Generally a verification agency requires the beneficiary entity to confirm that they meet the criteria set out. At the verification stage one could request such a confirmation from the Solidarity Response Fund. 

Given the emphasis on assisting SMMEs also announced, we also looked at whether these contributions could qualify as Enterprise Development Contributions.  

In this regard what is measured is the annual value of Enterprise Development Contributions and Sector Specific Programmes made by the measured entity as a percentage of the target.  The target is 1% NPAT.

Contributions must be 'Qualifying Enterprise and Supplier Development Contributions'. This means Enterprise Development and Supplier Development Contributions targeting EMEs and QSEs that are at least 51% Black Owned or at least 51% Black Women Owned, or owned by black youth in rural, and underdeveloped areas as per in Statement 400.

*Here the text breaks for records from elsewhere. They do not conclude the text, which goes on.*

//! The storage abstraction `TrVector`/`VmVector` grow into.
//!
//! The source composes a vector with its backing store via multiple
//! inheritance (a `contiguous_storage` mixin the vector derives from).
//! Rust has no multiple inheritance, so this crate uses composition behind
//! a trait instead: `TrVector<T, S>` holds an `S: VectorBacking<T>` and
//! forwards capacity management to it. `HeapStorage` and `mapped_storage`'s
//! adapter are the two implementations; `FixedStorage` is a third that
//! never grows past its const-generic capacity.
use crate::error::Result;

/// Growable, contiguous backing for `T` elements. Implementors own the
/// allocation; `TrVector` owns the logical length and drives construction/
/// destruction of individual elements within `[0, len)`.
///
/// # Safety
///
/// `data`/`data_mut` must return a pointer valid for reads (and, for
/// `data_mut`, writes) of `capacity()` elements of `T`, properly aligned,
/// for as long as `self` isn't mutated through a capacity-changing method.
pub unsafe trait VectorBacking<T> {
    /// Pointer to the first element slot. May be dangling iff `capacity() ==
    /// 0`.
    fn data(&self) -> *const T;
    fn data_mut(&mut self) -> *mut T;

    /// Elements the current allocation can hold without reallocating.
    fn capacity(&self) -> usize;

    /// Grows the allocation to hold at least `new_capacity` elements,
    /// without changing the logical length `TrVector` tracks separately.
    /// Implementors that can relocate elements in place for
    /// `T: TriviallyRelocatable` should do so; `TrVector` always falls back
    /// to move-construct-then-drop when the backing can't guarantee that.
    fn grow_to(&mut self, new_capacity: usize) -> Result<()>;

    /// Shrinks the allocation to exactly `new_capacity`, which must be `<=
    /// capacity()`. Implementors that can't give memory back in place
    /// (Windows-backed mapped storage) may treat this as a no-op.
    fn shrink_to(&mut self, new_capacity: usize) -> Result<()>;

    /// Whether this backing can relocate its contents with `memcpy` when
    /// growing/shrinking (true for heap and mapped storage, both of which
    /// move the whole allocation rather than leaving old slots behind).
    fn relocates_bitwise(&self) -> bool {
        true
    }

    /// Notifies the backing of the vector's current logical length.
    ///
    /// `TrVector` calls this after *every* operation that changes `len()` —
    /// push, pop, insert, remove, truncate — not just the ones that also
    /// call `grow_to`/`shrink_to` (those only fire when capacity is
    /// exceeded or explicitly released). Backings with no out-of-band
    /// notion of length (heap, fixed-inline) ignore it; `mapped_storage`'s
    /// adapter persists it into `sizes_hdr` so a reopen recovers the real
    /// element count rather than whatever capacity happened to be reserved.
    fn notify_len(&mut self, _len: usize) {}
}
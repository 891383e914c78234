//! The flag/enum surface spec.md §6.3 treats as opaque. These are consumed
//! by `mapping`/`mapped_storage` but, per spec.md §1, are themselves out of
//! scope for elaboration beyond the enumerated set of recognized values.
use crate::vm::Protection;

/// Object access rights requested for a mapping, crossed with `ShareMode`
/// to derive the `vm::Protection` used when mapping a view.
#[derive(Debug, Clone, Copy, PartialEq, Eq)]
pub enum ObjectAccess {
    MetaRead,
    Read,
    Write,
    Execute,
    ReadWrite,
    All,
}

#[derive(Debug, Clone, Copy, PartialEq, Eq)]
pub enum ShareMode {
    /// Changes are visible to other mappers of the same backing object.
    Shared,
    /// Copy-on-write: changes are private to this mapping.
    Hidden,
}

/// The five-way disposition table from spec.md §4.2/§4.4.
#[derive(Debug, Clone, Copy, PartialEq, Eq)]
pub enum CreationDisposition {
    CreateNew,
    CreateNewOrTruncateExisting,
    OpenExisting,
    OpenOrCreate,
    OpenAndTruncateExisting,
}

#[derive(Debug, Clone, Copy, PartialEq, Eq)]
pub enum ChildProcess {
    Inherits,
    DoesNotInherit,
}

/// A bitset of platform hints (e.g. `FILE_FLAG_SEQUENTIAL_SCAN`,
/// `MADV_SEQUENTIAL`) the core forwards without interpreting.
#[derive(Debug, Clone, Copy, Default, PartialEq, Eq)]
pub struct SystemHints(pub u32);

/// Derives the `vm::Protection` a view should be mapped with for a given
/// `(access, share)` pair. `MetaRead` and `Read` both yield read-only views;
/// `Write`/`ReadWrite`/`All`/`Execute` all yield a writable view (this crate
/// does not distinguish execute protection at the view layer: a consumer
/// that needs W^X should `protect()` the view explicitly after mapping).
pub fn view_protection(access: ObjectAccess, _share: ShareMode) -> Protection {
    match access {
        ObjectAccess::MetaRead | ObjectAccess::Read => Protection::ReadOnly,
        ObjectAccess::Write
        | ObjectAccess::ReadWrite
        | ObjectAccess::All
        | ObjectAccess::Execute => Protection::ReadWrite,
    }
}
use super::filter::Binding;
use crate::storage::Row;

/// FROM 절의 테이블 하나를 메모리에 읽어 둔 것.
#[derive(Debug, Clone, Default)]
pub struct Relation {
    pub name: Box<str>,
    pub header: Row,
    pub rows: Vec<Row>,
}

impl Relation {
    fn bind(&self, index: usize) -> Binding<'_> {
        Binding {
            table: &self.name,
            header: &self.header,
            row: &self.rows[index],
        }
    }
}

/// 나열된 테이블들의 데카르트 곱.
///
/// 첫 테이블이 가장 바깥쪽 루프이고, 각 테이블의 행은 읽은 순서를 따릅니다.
/// 테이블이 없거나 빈 테이블이 하나라도 있으면 아무것도 내지 않습니다.
#[derive(Debug, Clone)]
pub struct Join<'a> {
    relations: &'a [Relation],
    cursor: Vec<usize>,
    done: bool,
}

impl<'a> Join<'a> {
    pub fn new(relations: &'a [Relation]) -> Self {
        let mut join = Join {
            relations,
            cursor: vec![0; relations.len()],
            done: false,
        };
        join.restart();
        join
    }

    /// 처음 조합으로 되돌립니다.
    pub fn restart(&mut self) {
        self.cursor.fill(0);
        self.done = self.relations.is_empty() || self.relations.iter().any(|r| r.rows.is_empty());
    }

    // 마지막 테이블부터 자리올림하며 커서를 한 칸 옮깁니다.
    fn advance(&mut self) {
        for i in (0..self.cursor.len()).rev() {
            self.cursor[i] += 1;
            if self.cursor[i] < self.relations[i].rows.len() {
                return;
            }
            self.cursor[i] = 0;
        }
        self.done = true;
    }
}

impl<'a> Iterator for Join<'a> {
    type Item = Vec<Binding<'a>>;

    fn next(&mut self) -> Option<Self::Item> {
        if self.done {
            return None;
        }
        let relations = self.relations;
        let item = relations
            .iter()
            .zip(&self.cursor)
            .map(|(relation, &index)| relation.bind(index))
            .collect();
        self.advance();
        Some(item)
    }
}
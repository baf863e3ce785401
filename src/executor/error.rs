use thiserror::Error;

pub type Result<T> = std::result::Result<T, ExecError>;

#[derive(Debug, Error)]
pub enum ExecError {
    /// 다른 쓰기 작업이 테이블 잠금을 쥐고 있습니다.
    #[error("Table {table} is locked")]
    TableBusy { table: String },

    #[error("Cannot read table structure of {table}")]
    Structural { table: String },

    #[error("Column count mismatch for {table}: expected {expected}, found {found}")]
    ColumnCount {
        table: String,
        expected: usize,
        found: usize,
    },

    #[error(transparent)]
    Io(#[from] std::io::Error),
}
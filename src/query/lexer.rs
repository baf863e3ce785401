use std::collections::VecDeque;

/// 쿼리 문자열을 평평한 토큰 목록으로 나눕니다.
///
/// 식별자, 숫자, 키워드를 구분하지 않습니다. 모든 분류는 파서가
/// 대소문자 구분 없는 문자열 비교로 처리합니다.
pub struct Lexer {
    src: VecDeque<char>,
    in_quotes: bool,
}

impl Lexer {
    pub fn new(src: &str) -> Self {
        Lexer {
            src: src.chars().collect(),
            in_quotes: false,
        }
    }

    fn is_separator(ch: char) -> bool {
        ch.is_whitespace() || Self::is_symbol(ch)
    }

    // 구분자이면서 그 자체로 토큰이 되는 문자
    fn is_symbol(ch: char) -> bool {
        matches!(ch, ',' | '(' | ')' | '=')
    }

    fn finished(&self) -> bool {
        self.src.is_empty()
    }

    fn curr(&self) -> Option<char> {
        self.src.front().copied()
    }

    fn walk(&mut self) -> Option<char> {
        self.src.pop_front()
    }

    fn skip_ws(&mut self) {
        while let Some(ch) = self.curr()
            && ch.is_whitespace()
        {
            self.walk();
        }
    }

    /// 다음 토큰을 반환합니다. 입력이 끝나면 `None`.
    pub fn next(&mut self) -> Option<String> {
        self.skip_ws();
        let ch = self.walk()?;
        if Self::is_symbol(ch) {
            return Some(ch.to_string());
        }
        let mut out = String::new();
        self.push(&mut out, ch);
        while let Some(ch) = self.curr() {
            if !self.in_quotes && Self::is_separator(ch) {
                break;
            }
            // ! `curr()`의 반환값이 `Some`이므로 안전함
            let ch = self.walk().unwrap();
            self.push(&mut out, ch);
        }
        Some(out)
    }

    // 따옴표는 이스케이프 없이 항상 상태를 뒤집고, 토큰에 그대로 남습니다.
    fn push(&mut self, out: &mut String, ch: char) {
        if ch == '\'' {
            self.in_quotes = !self.in_quotes;
        }
        out.push(ch);
    }

    pub fn tokenize(mut self) -> Vec<String> {
        let mut tokens = Vec::new();
        while !self.finished() {
            if let Some(token) = self.next() {
                tokens.push(token);
            }
        }
        tokens
    }
}

pub fn tokenize(src: &str) -> Vec<String> {
    Lexer::new(src).tokenize()
}

#[cfg(test)]
mod test {
    use super::*;
    use proptest::prelude::*;

    #[test]
    fn test_keywords_and_identifiers() {
        assert_eq!(
            tokenize("SELECT users.name FROM users"),
            vec!["SELECT", "users.name", "FROM", "users"]
        );
    }

    #[test]
    fn test_symbols_are_own_tokens() {
        assert_eq!(
            tokenize("INSERT INTO t VALUES('a',b)"),
            vec!["INSERT", "INTO", "t", "VALUES", "(", "'a'", ",", "b", ")"]
        );
    }

    #[test]
    fn test_equality_without_spaces() {
        assert_eq!(tokenize("t.a='x'"), vec!["t.a", "=", "'x'"]);
    }

    #[test]
    fn test_quoted_span_keeps_separators() {
        assert_eq!(
            tokenize("t.a = 'hello, (big) world=1'"),
            vec!["t.a", "=", "'hello, (big) world=1'"]
        );
    }

    #[test]
    fn test_embedded_quote_toggles() {
        // 이스케이프가 없으므로 두 번째 따옴표에서 인용이 끝납니다.
        assert_eq!(tokenize("'it's me'"), vec!["'it's", "me'"]);
        assert_eq!(tokenize("'it''s me'"), vec!["'it''s me'"]);
    }

    #[test]
    fn test_quote_mid_token() {
        assert_eq!(tokenize("ab'c d'e f"), vec!["ab'c d'e", "f"]);
    }

    #[test]
    fn test_unterminated_quote_runs_to_end() {
        assert_eq!(tokenize("t.a = 'open , end"), vec!["t.a", "=", "'open , end"]);
    }

    #[test]
    fn test_other_operators_stay_in_tokens() {
        assert_eq!(tokenize("t.a >= 3"), vec!["t.a", ">", "=", "3"]);
        assert_eq!(tokenize("t.a<3"), vec!["t.a<3"]);
    }

    #[test]
    fn test_empty_and_whitespace() {
        assert!(tokenize("").is_empty());
        assert!(tokenize(" \t\n ").is_empty());
    }

    proptest! {
        #[test]
        fn unquoted_tokens_cover_input(src in "[a-z0-9_. ,()=]{0,40}") {
            let joined: String = tokenize(&src).concat();
            let expected: String = src.chars().filter(|c| !c.is_whitespace()).collect();
            prop_assert_eq!(joined, expected);
        }

        #[test]
        fn tokens_are_never_empty(src in "[a-z' ,()=]{0,40}") {
            prop_assert!(tokenize(&src).iter().all(|t| !t.is_empty()));
        }
    }
}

At this point it is not possible to know whether the beneficiaries of the Solidarity Response Fund would meet the above 'qualifying' criteria.  Minister of Small Business Development, Khumbudzo Ntshavheni, said on Tuesday 24 March 2020 that the assistance Government will give to small businesses would be extended across the board, irrespective of whether companies are majority black-owned or not.  It is however reasonable to assume that a large portion of the assistance will flow to small black-owned businesses.  

In due course companies could request information from the Solidarity Response Fund at the stage of verification to understand what percentage of their contributions qualified.
 
The best-case scenario would be for the Minister of Trade and Industry to confirm that all such contributions to the Solidarity Response Fund will qualify as either Socio-Economic Development Contributions or Qualifying Enterprise and Supplier Development Contributions.